Would you copy each line of the data below that has "IntoIterator"?

(Stored data)
════════

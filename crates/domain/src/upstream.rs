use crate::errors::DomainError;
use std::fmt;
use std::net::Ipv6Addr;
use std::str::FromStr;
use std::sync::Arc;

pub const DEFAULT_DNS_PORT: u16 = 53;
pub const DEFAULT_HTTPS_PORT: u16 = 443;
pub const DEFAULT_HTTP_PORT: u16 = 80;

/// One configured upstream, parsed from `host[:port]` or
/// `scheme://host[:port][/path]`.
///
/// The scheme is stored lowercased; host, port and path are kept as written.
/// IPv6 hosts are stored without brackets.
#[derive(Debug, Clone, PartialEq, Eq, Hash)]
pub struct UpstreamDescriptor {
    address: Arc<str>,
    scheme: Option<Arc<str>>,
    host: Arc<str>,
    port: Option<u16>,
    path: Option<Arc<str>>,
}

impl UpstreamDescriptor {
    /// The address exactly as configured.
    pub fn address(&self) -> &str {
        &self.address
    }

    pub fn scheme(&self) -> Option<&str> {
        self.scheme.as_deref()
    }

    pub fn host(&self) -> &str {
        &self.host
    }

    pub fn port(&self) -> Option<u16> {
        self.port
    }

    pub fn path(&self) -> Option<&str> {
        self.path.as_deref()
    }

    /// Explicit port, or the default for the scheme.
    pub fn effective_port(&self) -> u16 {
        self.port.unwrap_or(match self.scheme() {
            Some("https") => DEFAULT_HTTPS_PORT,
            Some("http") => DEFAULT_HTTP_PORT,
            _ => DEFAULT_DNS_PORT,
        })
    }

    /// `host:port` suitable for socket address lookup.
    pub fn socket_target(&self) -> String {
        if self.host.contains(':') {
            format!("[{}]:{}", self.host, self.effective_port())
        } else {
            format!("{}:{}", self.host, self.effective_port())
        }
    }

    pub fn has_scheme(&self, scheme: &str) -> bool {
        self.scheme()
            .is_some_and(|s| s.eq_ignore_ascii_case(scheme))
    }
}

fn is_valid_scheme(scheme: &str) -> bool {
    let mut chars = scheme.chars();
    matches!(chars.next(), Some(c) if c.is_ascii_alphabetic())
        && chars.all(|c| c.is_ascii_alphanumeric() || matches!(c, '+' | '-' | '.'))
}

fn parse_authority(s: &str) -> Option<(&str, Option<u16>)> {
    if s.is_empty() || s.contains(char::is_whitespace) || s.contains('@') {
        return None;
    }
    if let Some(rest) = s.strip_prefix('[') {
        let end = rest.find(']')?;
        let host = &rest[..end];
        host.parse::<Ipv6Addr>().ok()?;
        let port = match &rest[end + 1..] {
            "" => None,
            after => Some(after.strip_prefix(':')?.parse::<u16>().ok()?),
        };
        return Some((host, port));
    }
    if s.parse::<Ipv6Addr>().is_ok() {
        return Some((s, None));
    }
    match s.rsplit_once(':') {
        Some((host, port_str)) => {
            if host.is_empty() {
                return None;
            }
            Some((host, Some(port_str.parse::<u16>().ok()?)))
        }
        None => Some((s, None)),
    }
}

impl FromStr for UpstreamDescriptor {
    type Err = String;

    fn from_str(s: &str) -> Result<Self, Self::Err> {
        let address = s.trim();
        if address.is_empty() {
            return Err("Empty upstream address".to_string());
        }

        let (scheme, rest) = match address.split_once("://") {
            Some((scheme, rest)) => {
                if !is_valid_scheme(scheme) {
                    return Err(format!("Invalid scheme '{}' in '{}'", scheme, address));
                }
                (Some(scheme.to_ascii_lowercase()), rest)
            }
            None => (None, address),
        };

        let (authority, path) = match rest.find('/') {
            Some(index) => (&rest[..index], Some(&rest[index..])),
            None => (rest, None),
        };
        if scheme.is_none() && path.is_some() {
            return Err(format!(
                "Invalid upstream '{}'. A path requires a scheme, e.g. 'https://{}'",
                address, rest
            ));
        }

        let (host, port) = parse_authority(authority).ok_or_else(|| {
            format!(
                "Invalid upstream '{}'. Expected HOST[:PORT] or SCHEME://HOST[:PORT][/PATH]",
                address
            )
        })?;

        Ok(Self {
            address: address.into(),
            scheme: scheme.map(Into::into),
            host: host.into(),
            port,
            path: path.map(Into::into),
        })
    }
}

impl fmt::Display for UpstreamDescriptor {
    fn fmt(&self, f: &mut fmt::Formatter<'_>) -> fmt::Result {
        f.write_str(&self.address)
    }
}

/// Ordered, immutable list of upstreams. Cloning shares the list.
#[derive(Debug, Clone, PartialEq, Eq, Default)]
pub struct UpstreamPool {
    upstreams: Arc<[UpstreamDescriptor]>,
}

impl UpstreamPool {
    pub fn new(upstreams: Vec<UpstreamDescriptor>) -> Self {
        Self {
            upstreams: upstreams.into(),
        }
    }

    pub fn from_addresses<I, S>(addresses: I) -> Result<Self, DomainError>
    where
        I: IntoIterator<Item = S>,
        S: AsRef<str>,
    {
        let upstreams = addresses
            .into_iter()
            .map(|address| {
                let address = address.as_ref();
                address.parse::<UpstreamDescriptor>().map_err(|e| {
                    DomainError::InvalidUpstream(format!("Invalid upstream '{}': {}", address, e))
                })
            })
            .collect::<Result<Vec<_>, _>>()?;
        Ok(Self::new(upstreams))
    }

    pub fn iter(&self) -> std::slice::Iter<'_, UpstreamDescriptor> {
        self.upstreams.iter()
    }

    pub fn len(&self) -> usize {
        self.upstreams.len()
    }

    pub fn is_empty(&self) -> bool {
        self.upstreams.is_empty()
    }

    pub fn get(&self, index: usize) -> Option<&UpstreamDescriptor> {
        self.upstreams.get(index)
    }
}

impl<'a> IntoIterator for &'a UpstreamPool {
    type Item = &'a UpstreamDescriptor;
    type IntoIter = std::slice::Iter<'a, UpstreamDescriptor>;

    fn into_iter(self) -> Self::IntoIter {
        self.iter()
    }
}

════════

> [Solution to the exercise]:
        I: IntoIterator<Item = S>,
impl<'a> IntoIterator for &'a UpstreamPool {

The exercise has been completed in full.